// file: src/extractor/pdf.rs
// description: pdf text extraction and document information dictionary
// reference: https://docs.rs/pdf-extract, https://docs.rs/lopdf

use crate::error::{IngestError, Result};
use crate::extractor::ContentParser;
use crate::extractor::metadata::{self, Metadata};
use crate::extractor::patterns::PDF_DATE;
use lopdf::{Dictionary, Document, Object};
use std::panic::{self, AssertUnwindSafe};
use tracing::debug;

pub struct PdfParser;

impl PdfParser {
    pub fn new() -> Self {
        Self
    }
}

impl Default for PdfParser {
    fn default() -> Self {
        Self::new()
    }
}

impl ContentParser for PdfParser {
    fn supported_types(&self) -> &[&str] {
        &["application/pdf"]
    }

    fn parse(&self, bytes: &[u8], metadata: &mut Metadata) -> Result<String> {
        let resource = metadata.resource_label().to_string();

        let document = Document::load_mem(bytes)
            .map_err(|e| IngestError::extraction(&resource, format!("invalid PDF: {}", e)))?;

        if document.is_encrypted() {
            return Err(IngestError::extraction(&resource, "PDF is encrypted"));
        }

        metadata.set(metadata::PAGE_COUNT, document.get_pages().len().to_string());
        if let Some(info) = info_dictionary(&document) {
            read_info(info, metadata);
        }

        // pdf-extract panics on some malformed content streams
        let text = panic::catch_unwind(AssertUnwindSafe(|| {
            pdf_extract::extract_text_from_mem(bytes)
        }))
        .map_err(|_| IngestError::extraction(&resource, "PDF text extraction panicked"))?
        .map_err(|e| {
            IngestError::extraction(&resource, format!("PDF text extraction failed: {}", e))
        })?;

        debug!("Extracted {} chars of PDF text from {}", text.len(), resource);
        Ok(text)
    }
}

fn info_dictionary(document: &Document) -> Option<&Dictionary> {
    match document.trailer.get(b"Info").ok()? {
        Object::Reference(id) => document.get_object(*id).ok()?.as_dict().ok(),
        Object::Dictionary(dict) => Some(dict),
        _ => None,
    }
}

fn read_info(info: &Dictionary, metadata: &mut Metadata) {
    for (key, value) in info.iter() {
        let Object::String(raw, _) = value else {
            continue;
        };
        let text = decode_text_string(raw);
        let text = text.trim();
        if text.is_empty() {
            continue;
        }

        match key.as_slice() {
            b"Author" => {
                metadata.set(metadata::AUTHOR, text);
                metadata.set(metadata::CREATOR, text);
            }
            b"Title" => metadata.set(metadata::TITLE, text),
            b"Subject" => metadata.set(metadata::SUBJECT, text),
            b"Keywords" => metadata.set(metadata::KEYWORDS, text),
            b"Creator" => metadata.set(metadata::CREATOR_TOOL, text),
            b"Producer" => metadata.set(metadata::PRODUCER, text),
            b"CreationDate" => metadata.set(metadata::CREATED, convert_pdf_date(text)),
            b"ModDate" => metadata.set(metadata::MODIFIED, convert_pdf_date(text)),
            other => metadata.set(
                format!("pdf:docinfo:custom:{}", String::from_utf8_lossy(other)),
                text,
            ),
        }
    }
}

/// PDF text strings are UTF-16BE when they carry a BOM, otherwise a
/// Latin-1 superset.
fn decode_text_string(raw: &[u8]) -> String {
    if let Some(utf16) = raw.strip_prefix(&[0xFE, 0xFF][..]) {
        let units: Vec<u16> = utf16
            .chunks_exact(2)
            .map(|pair| u16::from_be_bytes([pair[0], pair[1]]))
            .collect();
        return String::from_utf16_lossy(&units);
    }
    if let Some(utf8) = raw.strip_prefix(&[0xEF, 0xBB, 0xBF][..]) {
        return String::from_utf8_lossy(utf8).into_owned();
    }
    raw.iter().map(|&b| b as char).collect()
}

/// `D:YYYYMMDDHHmmSS+HH'mm'` to ISO-8601; unparseable values are kept verbatim.
fn convert_pdf_date(raw: &str) -> String {
    let Some(caps) = PDF_DATE.captures(raw) else {
        return raw.to_string();
    };

    let part = |idx: usize, default: &'static str| -> String {
        caps.get(idx)
            .map(|m| m.as_str().to_string())
            .unwrap_or_else(|| default.to_string())
    };

    let zone = match caps.get(7).map(|m| m.as_str()) {
        None | Some("Z") => "Z".to_string(),
        Some(offset) => {
            let digits: String = offset.chars().filter(|c| *c != '\'').collect();
            format!("{}:{}", &digits[..3], &digits[3..])
        }
    };

    format!(
        "{}-{}-{}T{}:{}:{}{}",
        part(1, "0000"),
        part(2, "01"),
        part(3, "01"),
        part(4, "00"),
        part(5, "00"),
        part(6, "00"),
        zone
    )
}

#[cfg(test)]
mod tests {
    use super::*;
    use lopdf::StringFormat;

    #[test]
    fn test_convert_pdf_date() {
        assert_eq!(convert_pdf_date("D:20240131083000Z"), "2024-01-31T08:30:00Z");
        assert_eq!(
            convert_pdf_date("D:20240131083000+02'00'"),
            "2024-01-31T08:30:00+02:00"
        );
        assert_eq!(convert_pdf_date("D:2023"), "2023-01-01T00:00:00Z");
        assert_eq!(convert_pdf_date("yesterday"), "yesterday");
    }

    #[test]
    fn test_decode_text_string() {
        assert_eq!(decode_text_string(b"Plain"), "Plain");
        assert_eq!(decode_text_string(&[0xFE, 0xFF, 0x00, 0x41, 0x00, 0xE9]), "Aé");
        assert_eq!(decode_text_string(&[0x43, 0x61, 0x66, 0xE9]), "Café");
    }

    #[test]
    fn test_read_info_maps_author() {
        let mut info = Dictionary::new();
        info.set("Author", Object::String(b"Erin".to_vec(), StringFormat::Literal));
        info.set("Title", Object::String(b"Manual".to_vec(), StringFormat::Literal));
        info.set("Company", Object::String(b"Acme".to_vec(), StringFormat::Literal));
        info.set("Trapped", Object::Name(b"False".to_vec()));

        let mut metadata = Metadata::new();
        read_info(&info, &mut metadata);

        assert_eq!(metadata.get(metadata::AUTHOR), Some("Erin"));
        assert_eq!(metadata.get(metadata::TITLE), Some("Manual"));
        assert_eq!(metadata.get("pdf:docinfo:custom:Company"), Some("Acme"));
        assert_eq!(metadata.len(), 4);
    }

    #[test]
    fn test_garbage_pdf_fails() {
        let mut metadata = Metadata::new();
        metadata.set(metadata::RESOURCE_NAME, "broken.pdf");
        let err = PdfParser::new()
            .parse(b"%PDF-1.4\nthis is not a pdf", &mut metadata)
            .unwrap_err();
        assert!(matches!(err, IngestError::Extraction { .. }));
    }
}
// file: src/source/rows.rs
// description: relational row source read through the sqlx any driver
// reference: https://docs.rs/sqlx/latest/sqlx/any/index.html

use crate::config::DatabaseConfig;
use crate::error::{IngestError, Result};
use crate::models::Document;
use futures::stream::BoxStream;
use sqlx::AnyConnection;
use sqlx::any::{AnyRow, install_default_drivers};
use sqlx::{Connection, Row};
use tracing::{debug, info};

pub const TITLE_FIELD: &str = "title";
pub const TEXT_FIELD: &str = "text";

const COLUMNS: [&str; 3] = ["id", TITLE_FIELD, TEXT_FIELD];

pub struct RowReader {
    config: DatabaseConfig,
}

impl RowReader {
    pub fn new(config: DatabaseConfig) -> Self {
        Self { config }
    }

    pub async fn connect(&self) -> Result<AnyConnection> {
        install_default_drivers();

        info!("Connecting to database: {}", redact(&self.config.url));
        let conn = AnyConnection::connect(&self.config.url).await?;
        Ok(conn)
    }

    /// Streams the configured query's rows over `conn`.
    pub fn rows<'a>(
        &'a self,
        conn: &'a mut AnyConnection,
    ) -> BoxStream<'a, std::result::Result<AnyRow, sqlx::Error>> {
        debug!("Executing query: {}", self.config.query);
        sqlx::query(&self.config.query).fetch(conn)
    }

    /// Sends the protocol-level goodbye and waits for the connection to shut down.
    pub async fn close(&self, conn: AnyConnection) -> Result<()> {
        conn.close().await?;
        debug!("Database connection closed");
        Ok(())
    }

    /// Maps `id, title, text` by position. A NULL title or text leaves the
    /// field out; a NULL id is a decode failure.
    pub fn to_document(row: &AnyRow) -> Result<Document> {
        if row.len() < COLUMNS.len() {
            return Err(IngestError::RowDecode {
                column: COLUMNS[row.len()].to_string(),
                message: format!(
                    "query returned {} columns, expected {}",
                    row.len(),
                    COLUMNS.len()
                ),
            });
        }

        let id = column_text(row, 0)?.ok_or_else(|| IngestError::RowDecode {
            column: COLUMNS[0].to_string(),
            message: "id is NULL".to_string(),
        })?;

        let mut document = Document::new(id);
        document.add_optional_field(TITLE_FIELD, column_text(row, 1)?);
        document.add_optional_field(TEXT_FIELD, column_text(row, 2)?);
        Ok(document)
    }
}

/// Text columns verbatim; integers as decimal text. Floats keep their
/// fractional part, so a stored `1.0` stays `1.0`.
fn column_text(row: &AnyRow, index: usize) -> Result<Option<String>> {
    if let Ok(value) = row.try_get::<Option<String>, _>(index) {
        return Ok(value);
    }
    if let Ok(value) = row.try_get::<Option<i64>, _>(index) {
        return Ok(value.map(|v| v.to_string()));
    }
    row.try_get::<Option<f64>, _>(index)
        .map(|value| value.map(|v| format!("{:?}", v)))
        .map_err(|e| IngestError::RowDecode {
            column: COLUMNS[index].to_string(),
            message: e.to_string(),
        })
}

/// Hides the password component of a connection URL for logging.
fn redact(url: &str) -> String {
    let Some((scheme, rest)) = url.split_once("://") else {
        return url.to_string();
    };
    match rest.split_once('@') {
        Some((credentials, host)) => {
            let user = credentials.split(':').next().unwrap_or_default();
            format!("{}://{}:***@{}", scheme, user, host)
        }
        None => url.to_string(),
    }
}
☆ ☆ ☆
_Work request_: Give only the number of lines in the preceding data that include the word "tracing".

_Response to the exercise_: 2